→ **YOUR TASK**: Copy out the records so that each line matches the original.

→ **SUPPLIED ENTRIES**:
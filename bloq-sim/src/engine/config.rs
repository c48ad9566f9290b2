//! Evolution engine configuration

/// Configuration for the evolution engine
#[derive(Debug, Clone, PartialEq)]
pub struct EngineConfig {
    /// Largest circuit the engine accepts
    pub max_qubits: usize,

    /// Check trace and hermiticity of the density matrix after each step
    pub validate_state: bool,

    /// Tolerance used by state validation
    pub tolerance: f64,
}

impl Default for EngineConfig {
    fn default() -> Self {
        Self {
            max_qubits: 8,
            validate_state: cfg!(debug_assertions),
            tolerance: 1e-9,
        }
    }
}

impl EngineConfig {
    pub fn new() -> Self {
        Self::default()
    }

    /// No per-step validation
    pub fn performance() -> Self {
        Self {
            validate_state: false,
            ..Default::default()
        }
    }

    /// Validate after every step
    pub fn reliable() -> Self {
        Self {
            validate_state: true,
            ..Default::default()
        }
    }

    /// Builder: set the qubit limit
    pub fn with_max_qubits(mut self, max_qubits: usize) -> Self {
        self.max_qubits = max_qubits;
        self
    }

    /// Builder: enable/disable validation
    pub fn with_validation(mut self, enable: bool) -> Self {
        self.validate_state = enable;
        self
    }

    /// Builder: set validation tolerance
    pub fn with_tolerance(mut self, tolerance: f64) -> Self {
        self.tolerance = tolerance;
        self
    }

    /// Validate configuration
    pub fn validate(&self) -> Result<(), String> {
        if self.max_qubits == 0 {
            return Err("max_qubits must be > 0".to_string());
        }

        // 4^n complex entries per density matrix
        if self.max_qubits > 12 {
            return Err("max_qubits too large for density-matrix evolution (max: 12)".to_string());
        }

        if !(self.tolerance > 0.0 && self.tolerance < 1.0) {
            return Err("tolerance must be between 0.0 and 1.0 (exclusive)".to_string());
        }

        Ok(())
    }
}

→ **ANSWER BOX**:
filename bloq-sim/src/engine/config.rs
repository c48ad9566f9290b2
//! Evolution engine configuration

/// Configuration for the evolution engine
#[derive(Debug, Clone, PartialEq)]
pub struct EngineConfig {
    /// Largest circuit the engine accepts
    pub max_qubits: usize,

    /// Check trace and hermiticity of the density matrix after each step
    pub validate_state: bool,

    /// Tolerance used by state validation
    pub tolerance: f64,
}

impl Default for EngineConfig {
    fn default() -> Self {
        Self {
            max_qubits: 8,
            validate_state: cfg!(debug_assertions),
            tolerance: 1e-9,
        }
    }
}

impl EngineConfig {
    pub fn new() -> Self {
        Self::default()
    }

    /// No per-step validation
    pub fn performance() -> Self {
        Self {
            validate_state: false,
            ..Default::default()
        }
    }

    /// Validate after every step
    pub fn reliable() -> Self {
        Self {
            validate_state: true,
            ..Default::default()
        }
    }

    /// Builder: set the qubit limit
    pub fn with_max_qubits(mut self, max_qubits: usize) -> Self {
        self.max_qubits = max_qubits;
        self
    }

    /// Builder: enable/disable validation
    pub fn with_validation(mut self, enable: bool) -> Self {
        self.validate_state = enable;
        self
    }

    /// Builder: set validation tolerance
    pub fn with_tolerance(mut self, tolerance: f64) -> Self {
        self.tolerance = tolerance;
        self
    }

    /// Validate configuration
    pub fn validate(&self) -> Result<(), String> {
        if self.max_qubits == 0 {
            return Err("max_qubits must be > 0".to_string());
        }

        // 4^n complex entries per density matrix
        if self.max_qubits > 12 {
            return Err("max_qubits too large for density-matrix evolution (max: 12)".to_string());
        }

        if !(self.tolerance > 0.0 && self.tolerance < 1.0) {
            return Err("tolerance must be between 0.0 and 1.0 (exclusive)".to_string());
        }

        Ok(())
    }
}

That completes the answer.